Output details
29 - English Language and Literature
Loughborough University
Radio Play: '15 Ways to Leave Your Lover'
This play forms part of the creative strand that comes out of a larger research project containing two types of output: creative and critical. This research project will also result in monograph that examines the practice of writing radio drama for the BBC in the light of my findings on two key figures in early BBC history: Hilda Matheson and Mabel Constanduros. I am rediscovering theories and practices from the past because so many common radio techniques have become thought of as received wisdom. I am establishing what is still useful today by considering these techniques in the light of contemporary radio criticism and playwriting theory. 15 Ways to Leave Your Lover examines Matheson’s theory of argument plays, which she outlines in her book Broadcasting (1933). I set out to rediscover what she meant by ‘plays of discussion’ and used this apparently light-hearted play as a vehicle for a narrative based on the fight for power that exists between men and women in order to stimulate a debate on the subject in the mind of the listener.
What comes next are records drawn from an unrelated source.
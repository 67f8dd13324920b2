//! Memory request/response messages.
//!
//! Widths of the `opaque`, `addr` and `data` fields come from a
//! [MemMsgConfig](crate::MemMsgConfig). The `len` field is never supplied by the caller: both
//! the encode and the decode side derive it from the configured data width (see
//! [MemMsgConfig::derived_len](crate::MemMsgConfig::derived_len)).

use num_bigint_dig::BigUint;
use strum_macros::{EnumCount, EnumIter, FromRepr};
use xmsg_bits::Bits;

mod req;
mod resp;

pub use req::*;
pub use resp::*;

#[derive(Copy, Clone, Debug, PartialEq, Eq, Hash, EnumCount, EnumIter, FromRepr)]
#[repr(u8)]
pub enum MemMsgType {
    Read = 0,
    Write = 1,
}

impl MemMsgType {
    fn trace_label(self) -> &'static str {
        match self {
            MemMsgType::Read => "rd",
            MemMsgType::Write => "wr",
        }
    }
}

impl From<MemMsgType> for u8 {
    fn from(ty: MemMsgType) -> Self {
        ty as u8
    }
}

fn type_label(ty: u8) -> String {
    match MemMsgType::from_repr(ty) {
        Some(ty) => ty.trace_label().to_string(),
        None => format!("{:x}", ty),
    }
}

/// Hex digits of `value` padded to the width of an `nbits`-wide field.
fn trace_hex(nbits: usize, value: impl Into<BigUint>) -> String {
    Bits::truncated(nbits, value).to_string()
}

/// Blank space as wide as the hex rendering of an `nbits`-wide field.
fn trace_blank(nbits: usize) -> String {
    " ".repeat(nbits.div_ceil(4))
}
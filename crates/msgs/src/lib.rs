//! Bit-exact codecs for the four interface messages a core/accelerator test harness moves
//! across its channels:
//!
//! - [RoccCmdCodec]: core-to-accelerator commands (RoCC),
//! - [RoccRespCodec]: accelerator-to-core responses (RoCC),
//! - [MemReqCodec]: memory read/write requests,
//! - [MemRespCodec]: memory read/write responses.
//!
//! Each codec owns an MSB-first [BitLayout](xmsg_bits::BitLayout) and uses it for both
//! directions. Codecs are immutable once built and share no state.

use strum_macros::{Display, EnumCount, EnumIter};

mod codec;
mod config;
mod error;
pub mod mem;
mod message;
pub mod rocc;

pub use config::*;
pub use error::*;
pub use mem::{MemMsgType, MemReqCodec, MemReqFields, MemRespCodec, MemRespFields};
pub use message::*;
pub use rocc::{RoccCmdCodec, RoccCmdFields, RoccRespCodec, RoccRespFields};
pub use xmsg_bits::{Bits, BitsError, OverflowPolicy};

#[derive(Copy, Clone, Debug, PartialEq, Eq, Hash, Display, EnumCount, EnumIter)]
#[strum(serialize_all = "snake_case")]
pub enum MsgKind {
    RoccCmd,
    RoccResp,
    MemReq,
    MemResp,
}

/// One codec per message kind, all built from the same [MsgConfig].
#[derive(Clone, Debug)]
pub struct MsgCodecs {
    pub rocc_cmd: RoccCmdCodec,
    pub rocc_resp: RoccRespCodec,
    pub mem_req: MemReqCodec,
    pub mem_resp: MemRespCodec,
}

impl MsgCodecs {
    pub fn new(config: &MsgConfig) -> Result<Self, CodecError> {
        Ok(Self {
            rocc_cmd: RoccCmdCodec::new(config.overflow),
            rocc_resp: RoccRespCodec::new(config.overflow),
            mem_req: MemReqCodec::new(config.mem, config.overflow)?,
            mem_resp: MemRespCodec::new(config.mem, config.overflow)?,
        })
    }
}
Matheson’s concerns were also those of Brecht, and these are the basis of his Verfremdungseffekt; the play is consciously Brechtian, with its deliberately misleading title (Sam and Rob never really leave each other until the end; their problem is that they cannot leave each other) and the announced titles of each scene, which are based on ways of getting out in cricket. I have attempted to make the world strange so that the listener is prodded into asking questions and re-examining the status quo.